The First American Stout
Richard Stout (c. 1615-1705) was my ninth-great grandfather. He may have had some aristocratic ties in his tree—some claim, for instance, that his great-grandmother was Mary Scott, descended from the original Kings and Queens of Scotland—but any riches had played out generations ago. When his father refused to let him marry his sweetheart, Richard joined up with the Royal Navy, and when his stint on the sea wrapped up, the Dutch hired him to defend New Amsterdam against Indian attacks.


The Unkillable Dutch Girl
Meanwhile, Penelope Van Princips was shipwrecked on her voyage from the Netherlands to New Amsterdam. Indians attacked the survivors, killing most of them, and horribly maiming Penelope. Her skull was fractured, her right arm rendered useless, and then they disemboweled her. Pushing her guts back in, she crawled into a hollow tree eating sap for a week and waiting to die.

Eventually two Indians, an older man and a younger, came walking down the beach, and Penelope crawled out, hoping they would put her out of her misery. These were men of a different tribe, however, and while the younger wanted to kill her out of mercy, the elder knew that Penelope could be valuable. They took her back to their tribe in what would become New Jersey, and nursed her back to health. Eventually they returned her to the Dutch in New Amsterdam, where she married Richard Stout. She was 22, and he 40.

Using her connections with the tribe that had saved her life, Richard and Penelope became the first white settlers in modern New Jersey. They had 10 children to whom they would bequeath 1800 acres and a Baptist church.
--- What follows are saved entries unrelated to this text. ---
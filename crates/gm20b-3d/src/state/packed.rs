//! Canonical, comparable snapshot of all register state a host pipeline
//! depends on.
//!
//! Two packed states compare equal iff the host pipelines they describe are
//! interchangeable, which is what makes the struct safe as a pipeline-cache
//! key. Components only rewrite the fields they own, so an unchanged state
//! group costs nothing between draws.

use std::hash::{Hash, Hasher};

use xxhash_rust::xxh3::Xxh3;

use crate::regs::{TessellationParameters, COLOR_TARGET_COUNT, VERTEX_ATTRIBUTE_COUNT,
                  VERTEX_STREAM_COUNT};

/// Host-translated per-attachment blend state.
#[derive(Clone, Copy, Debug, PartialEq, Eq, Hash)]
pub struct AttachmentBlend {
    pub enable: bool,
    pub color_op: wgpu::BlendOperation,
    pub src_color: wgpu::BlendFactor,
    pub dst_color: wgpu::BlendFactor,
    pub alpha_op: wgpu::BlendOperation,
    pub src_alpha: wgpu::BlendFactor,
    pub dst_alpha: wgpu::BlendFactor,
    pub write_mask: wgpu::ColorWrites,
}

impl Default for AttachmentBlend {
    fn default() -> Self {
        AttachmentBlend {
            enable: false,
            color_op: wgpu::BlendOperation::Add,
            src_color: wgpu::BlendFactor::One,
            dst_color: wgpu::BlendFactor::Zero,
            alpha_op: wgpu::BlendOperation::Add,
            src_alpha: wgpu::BlendFactor::One,
            dst_alpha: wgpu::BlendFactor::Zero,
            write_mask: wgpu::ColorWrites::ALL,
        }
    }
}

/// Host-translated per-face stencil state.
#[derive(Clone, Copy, Debug, PartialEq, Eq, Hash)]
pub struct StencilFace {
    pub fail: wgpu::StencilOperation,
    pub depth_fail: wgpu::StencilOperation,
    pub pass: wgpu::StencilOperation,
    pub func: wgpu::CompareFunction,
}

impl Default for StencilFace {
    fn default() -> Self {
        StencilFace {
            fail: wgpu::StencilOperation::Keep,
            depth_fail: wgpu::StencilOperation::Keep,
            pass: wgpu::StencilOperation::Keep,
            func: wgpu::CompareFunction::Always,
        }
    }
}

/// Per-stream vertex binding.
#[derive(Clone, Copy, Debug, PartialEq, Eq, Hash, Default)]
pub struct VertexBinding {
    pub enable: bool,
    pub stride: u32,
    pub instanced: bool,
    pub divisor: u32,
}

/// Per-location vertex attribute, already translated to a host format.
#[derive(Clone, Copy, Debug, PartialEq, Eq, Hash)]
pub struct PackedVertexAttribute {
    pub enable: bool,
    pub stream: u32,
    pub offset: u32,
    pub format: wgpu::VertexFormat,
}

impl Default for PackedVertexAttribute {
    fn default() -> Self {
        PackedVertexAttribute {
            enable: false,
            stream: 0,
            offset: 0,
            format: wgpu::VertexFormat::Float32x4,
        }
    }
}

/// The full pipeline-relevant state snapshot.
#[derive(Clone, Debug, PartialEq, Eq, Hash)]
pub struct PackedPipelineState {
    // Render targets
    pub color_formats: [Option<wgpu::TextureFormat>; COLOR_TARGET_COUNT],
    pub depth_format: Option<wgpu::TextureFormat>,

    // Vertex input
    pub vertex_bindings: [VertexBinding; VERTEX_STREAM_COUNT],
    pub vertex_attributes: [PackedVertexAttribute; VERTEX_ATTRIBUTE_COUNT],

    // Input assembly
    pub topology: wgpu::PrimitiveTopology,
    /// Host topology set lacks fans/quads; draws must expand on the CPU.
    pub needs_fan_emulation: bool,
    pub needs_quad_conversion: bool,
    pub primitive_restart: bool,

    // Tessellation
    pub patch_size: u32,
    pub tessellation: TessellationParameters,

    // Rasterization
    pub rasterizer_discard: bool,
    pub polygon_mode: wgpu::PolygonMode,
    pub cull_mode: Option<wgpu::Face>,
    pub front_face: wgpu::FrontFace,
    pub flip_y: bool,
    pub depth_bias_enable: bool,
    pub provoking_vertex_last: bool,

    // Depth/stencil
    pub depth_test_enable: bool,
    pub depth_write_enable: bool,
    pub depth_func: wgpu::CompareFunction,
    pub depth_bounds_test_enable: bool,
    pub stencil_test_enable: bool,
    pub stencil_front: StencilFace,
    pub stencil_back: StencilFace,

    // Color blend
    pub attachment_blends: [AttachmentBlend; COLOR_TARGET_COUNT],
    pub logic_op_enable: bool,
    /// Raw hardware logic op; WebGPU cannot express it but pipelines keyed on
    /// different ops must not collide.
    pub logic_op: u32,

    // Global shader config
    pub post_vtg_attribute_skip_mask: u32,
    pub bindless_texture_slot: u32,
}

impl Default for PackedPipelineState {
    fn default() -> Self {
        PackedPipelineState {
            color_formats: [None; COLOR_TARGET_COUNT],
            depth_format: None,
            vertex_bindings: [VertexBinding::default(); VERTEX_STREAM_COUNT],
            vertex_attributes: [PackedVertexAttribute::default(); VERTEX_ATTRIBUTE_COUNT],
            topology: wgpu::PrimitiveTopology::TriangleList,
            needs_fan_emulation: false,
            needs_quad_conversion: false,
            primitive_restart: false,
            patch_size: 0,
            tessellation: TessellationParameters::default(),
            rasterizer_discard: false,
            polygon_mode: wgpu::PolygonMode::Fill,
            cull_mode: None,
            front_face: wgpu::FrontFace::Ccw,
            flip_y: false,
            depth_bias_enable: false,
            provoking_vertex_last: false,
            depth_test_enable: false,
            depth_write_enable: false,
            depth_func: wgpu::CompareFunction::Always,
            depth_bounds_test_enable: false,
            stencil_test_enable: false,
            stencil_front: StencilFace::default(),
            stencil_back: StencilFace::default(),
            attachment_blends: [AttachmentBlend::default(); COLOR_TARGET_COUNT],
            logic_op_enable: false,
            logic_op: 0,
            post_vtg_attribute_skip_mask: 0,
            bindless_texture_slot: 0,
        }
    }
}

impl PackedPipelineState {
    /// Digest for external pipeline-cache keying. Equal states hash equal;
    /// the full struct remains the authoritative key for collision checks.
    pub fn cache_key(&self) -> u64 {
        let mut hasher = Xxh3::new();
        self.hash(&mut hasher);
        hasher.finish()
    }
}
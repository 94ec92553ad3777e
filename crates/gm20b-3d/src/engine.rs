//! The Maxwell 3D register dispatcher.
//!
//! Every guest interaction with the engine is a `(method, argument)` write
//! into the register image. `write` runs the full dispatch pipeline: shadow
//! RAM, redundancy elision, constant-buffer write batching, deferred-draw
//! coalescing, dirty marking, then method-specific side effects. Order
//! matters throughout and is part of the guest-visible contract.

use tracing::{debug, warn};

use crate::dirty::DirtyManager;
use crate::error::EngineError;
use crate::host::{
    ClearParams, ConstantBufferSelector, DrawParams, HostBackend, ShaderStage, SubmissionTag,
};
use crate::regs::{
    self, Begin, BeginInstance, ClearSurface, DrawTopology, RegisterFile, SemaphoreInfo,
    ShadowRamControl, MACRO_CODE_CAPACITY, MACRO_POSITION_CAPACITY, REGISTER_COUNT,
    SHADER_STAGE_COUNT, VERTEX_ATTRIBUTE_COUNT, VERTEX_STREAM_COUNT,
};
use crate::state::PipelineState;

/// Draw parameters captured at the triggering count-register write and held
/// until a non-draw method forces submission, so that instanced draws issued
/// as N begin/count/end triplets coalesce into a single host draw.
#[derive(Debug, Default)]
struct DeferredDraw {
    pending: bool,
    indexed: bool,
    topology_raw: u32,
    count: u32,
    first: u32,
    instance_count: u32,
    base_vertex: u32,
    base_instance: u32,
}

/// In-flight batched constant-buffer upload.
struct CbufBatch {
    start_offset: u32,
    words: Vec<u32>,
}

/// MME instruction and start-address stores.
struct MacroStore {
    code: Box<[u32]>,
    start_addresses: [u32; MACRO_POSITION_CAPACITY],
}

impl MacroStore {
    fn new() -> Self {
        MacroStore {
            code: vec![0u32; MACRO_CODE_CAPACITY].into_boxed_slice(),
            start_addresses: [0; MACRO_POSITION_CAPACITY],
        }
    }
}

/// The GM20B 3D engine (class 0xB197).
pub struct Maxwell3d<H: HostBackend> {
    backend: H,
    regs: RegisterFile,
    shadow: RegisterFile,
    shadow_mode: ShadowRamControl,
    dirty: DirtyManager,
    pipeline: PipelineState,
    deferred: DeferredDraw,
    cbuf_batch: Option<CbufBatch>,
    macros: MacroStore,
    /// Instance count accumulated from `DRAW_BEGIN` before the triggering
    /// count write arrives.
    begin_instance_count: u32,
    submission_counter: u64,
}
//! Shared test backend that records every host call in order.

use std::sync::Arc;

use gm20b_3d::{
    Attachments, ClearParams, ConstantBufferSelector, DrawParams, EngineError, HostBackend,
    MemoryMapping, PackedPipelineState, ShaderStage, SubmissionTag, TextureView,
    TextureViewDescriptor,
};

#[derive(Debug, PartialEq)]
pub enum Event {
    Draw {
        params: DrawParams,
        topology: wgpu::PrimitiveTopology,
        color_attachments: usize,
        has_depth: bool,
    },
    ConstantBufferLoad {
        words: Vec<u32>,
        start_offset: u32,
    },
    ConstantBufferBind {
        stage: ShaderStage,
        slot: u32,
        valid: bool,
        selector: ConstantBufferSelector,
    },
    SyncpointIncrement(u32),
    GuestWrite32 {
        address: u64,
        value: u32,
    },
    GuestWrite64 {
        address: u64,
        value: u64,
    },
    Clear(ClearParams),
}

/// Backend that records host calls and the packed state of each draw.
#[derive(Default)]
pub struct RecordingBackend {
    pub events: Vec<Event>,
    pub draw_states: Vec<PackedPipelineState>,
    pub timestamp: u64,
}

impl RecordingBackend {
    pub fn new() -> Self {
        Self::default()
    }

    pub fn draws(&self) -> Vec<&Event> {
        self.events
            .iter()
            .filter(|event| matches!(event, Event::Draw { .. }))
            .collect()
    }
}

impl HostBackend for RecordingBackend {
    fn translate_range(
        &mut self,
        address: u64,
        size: u64,
    ) -> Result<Vec<MemoryMapping>, EngineError> {
        Ok(vec![MemoryMapping {
            host_offset: address,
            size,
        }])
    }

    fn find_or_create_view(
        &mut self,
        descriptor: &TextureViewDescriptor,
        _tag: SubmissionTag,
    ) -> Arc<TextureView> {
        Arc::new(TextureView {
            descriptor: descriptor.clone(),
        })
    }

    fn load_constant_buffer(&mut self, words: &[u32], start_offset: u32) {
        self.events.push(Event::ConstantBufferLoad {
            words: words.to_vec(),
            start_offset,
        });
    }

    fn bind_constant_buffer(
        &mut self,
        stage: ShaderStage,
        slot: u32,
        valid: bool,
        selector: ConstantBufferSelector,
    ) {
        self.events.push(Event::ConstantBufferBind {
            stage,
            slot,
            valid,
            selector,
        });
    }

    fn increment_syncpoint(&mut self, id: u32) {
        self.events.push(Event::SyncpointIncrement(id));
    }

    fn write_guest_u32(&mut self, address: u64, value: u32) -> Result<(), EngineError> {
        self.events.push(Event::GuestWrite32 { address, value });
        Ok(())
    }

    fn write_guest_u64(&mut self, address: u64, value: u64) -> Result<(), EngineError> {
        self.events.push(Event::GuestWrite64 { address, value });
        Ok(())
    }

    fn gpu_timestamp_ticks(&self) -> u64 {
        self.timestamp
    }

    fn draw(
        &mut self,
        params: DrawParams,
        topology: wgpu::PrimitiveTopology,
        state: &PackedPipelineState,
        attachments: &Attachments,
    ) {
        self.draw_states.push(state.clone());
        self.events.push(Event::Draw {
            params,
            topology,
            color_attachments: attachments.colors.len(),
            has_depth: attachments.depth.is_some(),
        });
    }

    fn clear(&mut self, params: ClearParams) {
        self.events.push(Event::Clear(params));
    }
}

pub fn recording_engine() -> gm20b_3d::Maxwell3d<RecordingBackend> {
    gm20b_3d::Maxwell3d::new(RecordingBackend::new())
}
And by the time Penelope died at almost a full century of age, she had something like 150 living direct descendants. Poems, dramas, and histories have been written about Penelope’s amazing life. Historical markers and commemorative medallions chronicling her life are still around today. When Abraham Lincoln first ran for public office, the fact that he could claim to be the fifth-great-grandson of Penelope Stout was considered a real selling point.

For more on Penelope, click here, here, here, here, and here. I particularly like the poem.

America the Beautiful
There are plenty of other American Stout stories. George Clooney, for example, recently played George Stout in the movie Monuments Men. He was a cousin of ours. Most Stouts living in the United States will probably be related to us in some way, regardless of how the name is spelled. (It used to be Straught, back in the day.) We worked our way South and North, then out West to Iowa and beyond. But Stouts in Canada are likely of Orcadian descent, and while we do have family roots in Orkney, as will be made clear below, the Stouts of England and the Stouts of Orkney are not the same family name.

Mayflower Family
We do have an ancestor who came over to America on the Mayflower. In fact, he had first traveled to the New World in Jamestown, got shipwrecked in the Caribbean on the way back, and wrote an account of his nine months as a castaway. This book became the inspiration for Shakespeare’s The Tempest. He later traveled to Plymouth on the Mayflower not as a Saint but a Stranger. His name was Stephen Hopkins (my 12th-great-grandfather), and he’s notorious as a bit of a bad boy amongst the pilgrims. We’re descended from him through his daughter Constance. Now, as I understand it, nobody seriously denies that Constance was Stephen’s daughter, but because the official records were lost in a church fire, the Stouts cannot claim recognition as an official “Mayflower Family.” Even genealogy has its politics.

North Sea Sagas
There is no way to tell this tale briefly and at the same time do it justice, but I shall do my best. Let me say from the get-go that the fuller story may be found in the Icelandic Sagas, notably: (1) the Heimskringla, a collection of historical sagas regarding the old Kings of Norway by Snorri Sturluson, the same guy who wrote the Prose Edda; and (2) the Orkneyinga Saga, the story of the Norse Jarls (Earls) of Orkney, probably written by an Icelandic bishop. They’re both great, and the Penguin edition of the Orkneyinga Saga has an invaluable family chart in the back.


Fairhair
Harald Fairhair (c. 850-932) is remembered as the first King of Norway. According to legend, his ancestry included the Skjoldings, the Ynglings, and the Volsungs—which is to say, the mythical heroes of Denmark, Sweden, and Germany. Amongst these are Sigurd Fafnirsbane, the dragonslayer; Ragnar Lodbrok, history’s most infamous Viking; and House of King Hrothgar, from none other than Beowulf. Needless to say, the Norse gods Odin, Frey, and Thor were worked into the tapestry as well. Quite the supposed pedigree! And Harald would live up to his inheritance.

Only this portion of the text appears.